**Work task:** Check each line of the listing, and copy it if it contains the word "ReminderState".
======== Information supplied ========
#[cfg(test)]
mod tests {
    use super::*;
    use crate::error::NotifyError;
    use crate::habit::NewHabit;
    use crate::storage::Database;
    use chrono::NaiveDate;
    use std::cell::RefCell;

    #[derive(Default)]
    struct RecordingNotifier {
        sent: RefCell<Vec<(String, String)>>,
        fail: bool,
    }

    impl Notifier for RecordingNotifier {
        fn notify(&self, title: &str, message: &str) -> std::result::Result<(), NotifyError> {
            self.sent.borrow_mut().push((title.to_string(), message.to_string()));
            if self.fail {
                return Err(NotifyError::UnsupportedPlatform("test".into()));
            }
            Ok(())
        }
    }

    fn at(d: u32, h: u32, m: u32) -> NaiveDateTime {
        NaiveDate::from_ymd_opt(2024, 7, d)
            .unwrap()
            .and_hms_opt(h, m, 0)
            .unwrap()
    }

    fn scheduler(notifier: &RecordingNotifier) -> ReminderScheduler<Database, &RecordingNotifier> {
        let db = Database::open_memory().unwrap();
        ReminderScheduler::new(db, notifier, TimePredictor::default())
    }

    #[test]
    fn unknown_habit_is_a_no_op() {
        let notifier = RecordingNotifier::default();
        let mut s = scheduler(&notifier);
        assert!(s.schedule_reminder(5, at(1, 9, 0)).unwrap().is_none());
        assert_eq!(s.state_of(5), ReminderState::Unscheduled);
        assert!(s.state().is_empty());
    }

    #[test]
    fn empty_history_fires_one_day_after_now() {
        let notifier = RecordingNotifier::default();
        let mut s = scheduler(&notifier);
        let id = s.store().add_habit(&NewHabit::new("Meditate")).unwrap();

        let now = at(1, 9, 17) + chrono::Duration::seconds(33);
        let entry = s.schedule_reminder(id, now).unwrap().unwrap();
        assert_eq!(entry.job.fire_at, now + chrono::Duration::hours(24));
        assert_eq!(entry.job.source, FireSource::NowPlusDay);
        assert_eq!(entry.next_run, at(2, 9, 17));
    }

    #[test]
    fn single_completion_fires_one_day_after_it() {
        let notifier = RecordingNotifier::default();
        let mut s = scheduler(&notifier);
        let id = s.store().add_habit(&NewHabit::new("Journal")).unwrap();
        s.store().record_completion(id, at(1, 21, 40)).unwrap();

        let entry = s.schedule_reminder(id, at(3, 8, 0)).unwrap().unwrap();
        assert_eq!(entry.job.fire_at, at(2, 21, 40));
        assert_eq!(entry.job.source, FireSource::LastCompletionPlusDay);
        // Registered by time of day: next 21:40 after now
        assert_eq!(entry.next_run, at(3, 21, 40));
    }

    #[test]
    fn two_completions_still_use_fallback() {
        let notifier = RecordingNotifier::default();
        let mut s = scheduler(&notifier);
        let id = s.store().add_habit(&NewHabit::new("Journal")).unwrap();
        s.store().record_completion(id, at(1, 21, 0)).unwrap();
        s.store().record_completion(id, at(2, 22, 0)).unwrap();

        let entry = s.schedule_reminder(id, at(2, 23, 0)).unwrap().unwrap();
        assert_eq!(entry.job.fire_at, at(3, 22, 0));
        assert_eq!(entry.job.source, FireSource::LastCompletionPlusDay);
    }

    #[test]
    fn enough_history_uses_prediction() {
        let notifier = RecordingNotifier::default();
        let mut s = scheduler(&notifier);
        let id = s.store().add_habit(&NewHabit::new("Run")).unwrap();
        for d in 1..=5 {
            s.store().record_completion(id, at(d, 6, 45)).unwrap();
        }

        let entry = s.schedule_reminder(id, at(5, 7, 0)).unwrap().unwrap();
        assert_eq!(entry.job.source, FireSource::Predicted);
        assert_eq!(entry.job.fire_at, at(6, 6, 45));
        assert_eq!(entry.job.message, "Time to complete your habit: Run");
    }

    #[test]
    fn rescheduling_is_idempotent() {
        let notifier = RecordingNotifier::default();
        let mut s = scheduler(&notifier);
        let id = s.store().add_habit(&NewHabit::new("Run")).unwrap();
        for (d, m) in [(1, 0), (2, 20), (3, 5), (4, 40)] {
            s.store().record_completion(id, at(d, 7, m)).unwrap();
        }

        let first = s.schedule_reminder(id, at(4, 9, 0)).unwrap().unwrap().clone();
        let second = s.schedule_reminder(id, at(4, 9, 0)).unwrap().unwrap().clone();
        assert_eq!(first.job.fire_at, second.job.fire_at);
        assert_eq!(s.state().len(), 1);
    }

    #[test]
    fn tick_fires_due_reminder_and_keeps_it() {
        let notifier = RecordingNotifier::default();
        let mut s = scheduler(&notifier);
        let id = s.store().add_habit(&NewHabit::new("Water plants")).unwrap();
        s.store().record_completion(id, at(1, 18, 0)).unwrap();
        s.schedule_reminder(id, at(2, 12, 0)).unwrap();

        assert!(s.tick(at(2, 17, 59)).is_empty());
        let events = s.tick(at(2, 18, 0));
        assert_eq!(
            events,
            vec![Event::ReminderFired {
                habit_id: id,
                habit_name: "Water plants".into(),
                delivered: true,
                at: at(2, 18, 0),
            }]
        );
        assert_eq!(
            notifier.sent.borrow().as_slice(),
            &[("Habit Reminder".to_string(), "Time to complete your habit: Water plants".to_string())]
        );
        assert_eq!(
            s.state_of(id),
            ReminderState::Fired {
                last_fired: at(2, 18, 0),
                next_run: at(3, 18, 0),
            }
        );
    }

    #[test]
    fn delivery_failure_keeps_reminder_registered() {
        let notifier = RecordingNotifier {
            fail: true,
            ..RecordingNotifier::default()
        };
        let mut s = scheduler(&notifier);
        let id = s.store().add_habit(&NewHabit::new("Floss")).unwrap();
        s.store().record_completion(id, at(1, 22, 0)).unwrap();
        s.schedule_reminder(id, at(2, 8, 0)).unwrap();

        let events = s.tick(at(2, 22, 0));
        assert!(matches!(events[0], Event::ReminderFired { delivered: false, .. }));
        assert!(matches!(s.state_of(id), ReminderState::Fired { .. }));
        assert_eq!(s.tick(at(3, 22, 0)).len(), 1);
    }

    #[test]
    fn custom_title_is_used() {
        let notifier = RecordingNotifier::default();
        let db = Database::open_memory().unwrap();
        let mut s = ReminderScheduler::new(db, &notifier, TimePredictor::default()).with_title("Nudge");
        let id = s.store().add_habit(&NewHabit::new("Walk")).unwrap();
        s.schedule_reminder(id, at(1, 10, 0)).unwrap();
        s.tick(at(2, 10, 0));
        assert_eq!(notifier.sent.borrow()[0].0, "Nudge");
    }

    #[test]
    fn start_schedules_every_habit() {
        let notifier = RecordingNotifier::default();
        let mut s = scheduler(&notifier);
        let a = s.store().add_habit(&NewHabit::new("A")).unwrap();
        let b = s.store().add_habit(&NewHabit::new("B")).unwrap();

        let events = s.start(at(1, 9, 0)).unwrap();
        assert_eq!(events.len(), 2);
        assert!(matches!(
            events[0],
            Event::ReminderScheduled { habit_id, source: FireSource::NowPlusDay, next_run, .. }
                if habit_id == a && next_run == at(2, 9, 0)
        ));
        let ids: Vec<_> = s.reminders().iter().map(|r| r.job.habit_id).collect();
        assert_eq!(ids, vec![a, b]);
    }

    #[test]
    fn new_completions_need_explicit_reschedule() {
        let notifier = RecordingNotifier::default();
        let mut s = scheduler(&notifier);
        let id = s.store().add_habit(&NewHabit::new("Read")).unwrap();
        s.schedule_reminder(id, at(1, 9, 0)).unwrap();
        let before = s.reminder(id).unwrap().job.fire_at;

        s.store().record_completion(id, at(1, 21, 30)).unwrap();
        assert_eq!(s.reminder(id).unwrap().job.fire_at, before);

        s.schedule_reminder(id, at(1, 22, 0)).unwrap();
        assert_eq!(s.reminder(id).unwrap().job.fire_at, at(2, 21, 30));
    }
}
//! Desktop notifications through the platform's notification helper.
//!
//! - Linux: `notify-send TITLE MESSAGE`
//! - macOS: `osascript -e 'display notification ... with title ...'`
//! - Windows: a PowerShell balloon tip
//!
//! Title and message are passed as process arguments, never through a shell.

use std::process::Command;

use super::Notifier;
use crate::error::NotifyError;

#[derive(Debug, Clone, Copy, PartialEq, Eq)]
pub enum Platform {
    Linux,
    MacOs,
    Windows,
}

impl Platform {
    /// The platform this binary was built for, if it has a desktop helper.
    pub fn current() -> Option<Self> {
        if cfg!(target_os = "linux") {
            Some(Platform::Linux)
        } else if cfg!(target_os = "macos") {
            Some(Platform::MacOs)
        } else if cfg!(target_os = "windows") {
            Some(Platform::Windows)
        } else {
            None
        }
    }
}

/// Escape for an AppleScript double-quoted string literal.
fn applescript_quote(s: &str) -> String {
    format!("\"{}\"", s.replace('\\', "\\\\").replace('"', "\\\""))
}

/// Escape for a PowerShell single-quoted string literal.
fn powershell_quote(s: &str) -> String {
    format!("'{}'", s.replace('\'', "''"))
}

/// Sends notifications by running the platform helper program.
#[derive(Debug, Clone)]
pub struct DesktopNotifier {
    platform: Option<Platform>,
}

impl DesktopNotifier {
    pub fn new(platform: Platform) -> Self {
        Self {
            platform: Some(platform),
        }
    }

    /// A notifier that fails every delivery with `UnsupportedPlatform`.
    pub fn unsupported() -> Self {
        Self { platform: None }
    }

    /// Program and arguments for one notification.
    pub fn command_line(platform: Platform, title: &str, message: &str) -> (String, Vec<String>) {
        match platform {
            Platform::Linux => (
                "notify-send".into(),
                vec![title.to_string(), message.to_string()],
            ),
            Platform::MacOs => (
                "osascript".into(),
                vec![
                    "-e".into(),
                    format!(
                        "display notification {} with title {}",
                        applescript_quote(message),
                        applescript_quote(title)
                    ),
                ],
            ),
            Platform::Windows => {
                let script = format!(
                    "Add-Type -AssemblyName System.Windows.Forms; \
                     $n = New-Object System.Windows.Forms.NotifyIcon; \
                     $n.Icon = [System.Drawing.SystemIcons]::Information; \
                     $n.Visible = $true; \
                     $n.ShowBalloonTip(10000, {}, {}, 'Info'); \
                     Start-Sleep -Seconds 10; $n.Dispose()",
                    powershell_quote(title),
                    powershell_quote(message)
                );
                (
                    "powershell".into(),
                    vec!["-NoProfile".into(), "-Command".into(), script],
                )
            }
        }
    }
}

impl Notifier for DesktopNotifier {
    fn notify(&self, title: &str, message: &str) -> Result<(), NotifyError> {
        let platform = self
            .platform
            .ok_or_else(|| NotifyError::UnsupportedPlatform(std::env::consts::OS.to_string()))?;
        let (program, args) = Self::command_line(platform, title, message);

        let status = Command::new(&program)
            .args(&args)
            .status()
            .map_err(|source| NotifyError::SpawnFailed {
                program: program.clone(),
                source,
            })?;

        if !status.success() {
            return Err(NotifyError::ExitStatus {
                program,
                status: status.to_string(),
            });
        }
        Ok(())
    }
}

#[cfg(test)]
mod tests {
    use super::*;

    #[test]
    fn linux_passes_title_and_message_as_arguments() {
        let (program, args) = DesktopNotifier::command_line(
            Platform::Linux,
            "Habit Reminder",
            "Time to complete your habit: \"Read\"",
        );
        assert_eq!(program, "notify-send");
        assert_eq!(args, vec!["Habit Reminder", "Time to complete your habit: \"Read\""]);
    }

    #[test]
    fn macos_script_escapes_quotes() {
        let (program, args) =
            DesktopNotifier::command_line(Platform::MacOs, "Title", "say \"hi\"");
        assert_eq!(program, "osascript");
        assert_eq!(args[0], "-e");
        assert_eq!(
            args[1],
            "display notification \"say \\\"hi\\\"\" with title \"Title\""
        );
    }

    #[test]
    fn windows_script_escapes_single_quotes() {
        let (_, args) = DesktopNotifier::command_line(Platform::Windows, "T", "Don't forget");
        assert!(args[2].contains("'Don''t forget'"));
    }

    #[test]
    fn unsupported_notifier_errors() {
        let err = DesktopNotifier::unsupported().notify("t", "m").unwrap_err();
        assert!(matches!(err, NotifyError::UnsupportedPlatform(_)));
    }
}
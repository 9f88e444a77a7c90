pub mod config;
pub mod habit;
pub mod reminder;
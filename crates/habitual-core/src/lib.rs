//! # Habitual Core Library
//!
//! This library provides the core logic for Habitual, a habit tracker that
//! learns when each habit is usually done and reminds the user at that time.
//! All operations are available through the `habitual` CLI, which is a thin
//! layer over this crate.
//!
//! ## Architecture
//!
//! - **Storage**: SQLite habit/completion history behind the [`HistoryStore`]
//!   trait, and TOML-based configuration
//! - **Predictor**: per-habit random forest over (day-of-week, hour, minute)
//!   of the previous completion, predicting the next completion's time of day
//! - **Scheduler**: one recurring daily reminder per habit, fired by a
//!   polling loop the caller drives
//! - **Notify**: desktop or log delivery selected at startup
//!
//! ## Key Components
//!
//! - [`TimePredictor`]: feature preparation and model training
//! - [`ReminderScheduler`]: reminder table and polling loop
//! - [`Database`]: habit and completion persistence
//! - [`Config`]: application configuration management
//! - [`Notifier`]: trait for notification delivery

pub mod error;
pub mod events;
pub mod habit;
pub mod notify;
pub mod predictor;
pub mod scheduler;
pub mod storage;

pub use error::{ConfigError, CoreError, DatabaseError, NotifyError, ValidationError};
pub use events::{Event, FireSource};
pub use habit::{Completion, CompletionHistory, Habit, HabitId, NewHabit, TargetTime};
pub use notify::{DesktopNotifier, LogNotifier, Notifier, SilentNotifier};
pub use predictor::{ForestParams, TimePredictor, TrainedPredictor};
pub use scheduler::{ReminderEntry, ReminderScheduler, ReminderState, ScheduledReminder, SchedulerState};
pub use storage::{Config, Database, HistoryStore};
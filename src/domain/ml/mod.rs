pub mod feature_registry;
pub mod signal;

pub use feature_registry::{FeatureVector, TrainingSample};
pub use signal::{ConsensusSignal, ModelSignal, SignalKind};
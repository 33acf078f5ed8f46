use crate::domain::errors::PipelineError;
use crate::domain::market::{ObservationPoint, Timeframe};
use crate::domain::ports::MarketDataProvider;
use async_trait::async_trait;
use chrono::{Duration, TimeZone, Utc};
use std::sync::Arc;
use tokio::sync::RwLock;

pub const PROVIDER_NAME: &str = "mock";

/// Shape of the synthetic series
#[derive(Debug, Clone, Copy, PartialEq)]
pub enum SyntheticPattern {
    /// `base + step * i`
    Trend { step: f64 },
    /// Up after even bars, down after odd bars
    Sawtooth { amplitude: f64 },
    /// Slow sine with a small drift
    Wave { amplitude: f64, period: f64 },
}

/// Deterministic in-memory provider for tests and demos.
///
/// Can be flipped into an outage to exercise upstream error handling.
#[derive(Clone)]
pub struct MockMarketDataProvider {
    length: usize,
    base_price: f64,
    pattern: SyntheticPattern,
    unavailable: Arc<RwLock<bool>>,
}

impl MockMarketDataProvider {
    pub fn new(length: usize, pattern: SyntheticPattern) -> Self {
        Self {
            length,
            base_price: 1.1,
            pattern,
            unavailable: Arc::new(RwLock::new(false)),
        }
    }

    pub fn with_base_price(mut self, base_price: f64) -> Self {
        self.base_price = base_price;
        self
    }

    pub async fn set_unavailable(&self, unavailable: bool) {
        *self.unavailable.write().await = unavailable;
    }

    pub fn generate(&self, timeframe: Timeframe) -> Vec<ObservationPoint> {
        let start = Utc.with_ymd_and_hms(2024, 1, 1, 0, 0, 0).single().unwrap_or_default();
        let bar = Duration::minutes(timeframe.to_minutes() as i64);

        (0..self.length)
            .map(|i| {
                let x = i as f64;
                let price = match self.pattern {
                    SyntheticPattern::Trend { step } => self.base_price + step * x,
                    SyntheticPattern::Sawtooth { amplitude } => {
                        if i % 2 == 0 {
                            self.base_price
                        } else {
                            self.base_price + amplitude
                        }
                    }
                    SyntheticPattern::Wave { amplitude, period } => {
                        self.base_price
                            + amplitude * (x * std::f64::consts::TAU / period).sin()
                            + amplitude * 0.01 * x
                    }
                };
                let spread = price * 0.0002;
                let time = (start + bar * i as i32).format("%Y-%m-%d %H:%M:%S").to_string();
                ObservationPoint::new(time, price, 1000.0 + ((i * 37) % 200) as f64)
                    .with_range(price + spread, price - spread)
            })
            .collect()
    }
}

impl Default for MockMarketDataProvider {
    fn default() -> Self {
        Self::new(100, SyntheticPattern::Wave { amplitude: 0.002, period: 24.0 })
    }
}

#[async_trait]
impl MarketDataProvider for MockMarketDataProvider {
    async fn fetch(
        &self,
        _symbol: &str,
        timeframe: Timeframe,
    ) -> Result<Vec<ObservationPoint>, PipelineError> {
        if *self.unavailable.read().await {
            return Err(PipelineError::upstream(PROVIDER_NAME, "simulated outage"));
        }
        Ok(self.generate(timeframe))
    }

    fn name(&self) -> &str {
        PROVIDER_NAME
    }
}
use crate::domain::errors::PipelineError;
use crate::domain::market::ObservationPoint;
use crate::domain::ml::ModelSignal;

/// Interface for self-training predictors
///
/// Every call trains a fresh model on `window` and discards it on return,
/// so implementations hold only hyper-parameters.
pub trait SignalPredictor: Send + Sync {
    /// Train on `window` and emit a directional signal for the next bar.
    ///
    /// Returns HOLD with confidence 0 when the window is shorter than
    /// `min_observations`.
    fn predict(&self, window: &[ObservationPoint], seed: u64)
    -> Result<ModelSignal, PipelineError>;

    /// Opaque model identifier
    fn name(&self) -> &str;

    /// Smallest window that triggers training
    fn min_observations(&self) -> usize;
}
========
**Solution to this problem:**
        assert_eq!(s.state_of(5), ReminderState::Unscheduled);
            ReminderState::Fired {
        assert!(matches!(s.state_of(id), ReminderState::Fired { .. }));
pub use scheduler::{ReminderEntry, ReminderScheduler, ReminderState, ScheduledReminder, SchedulerState};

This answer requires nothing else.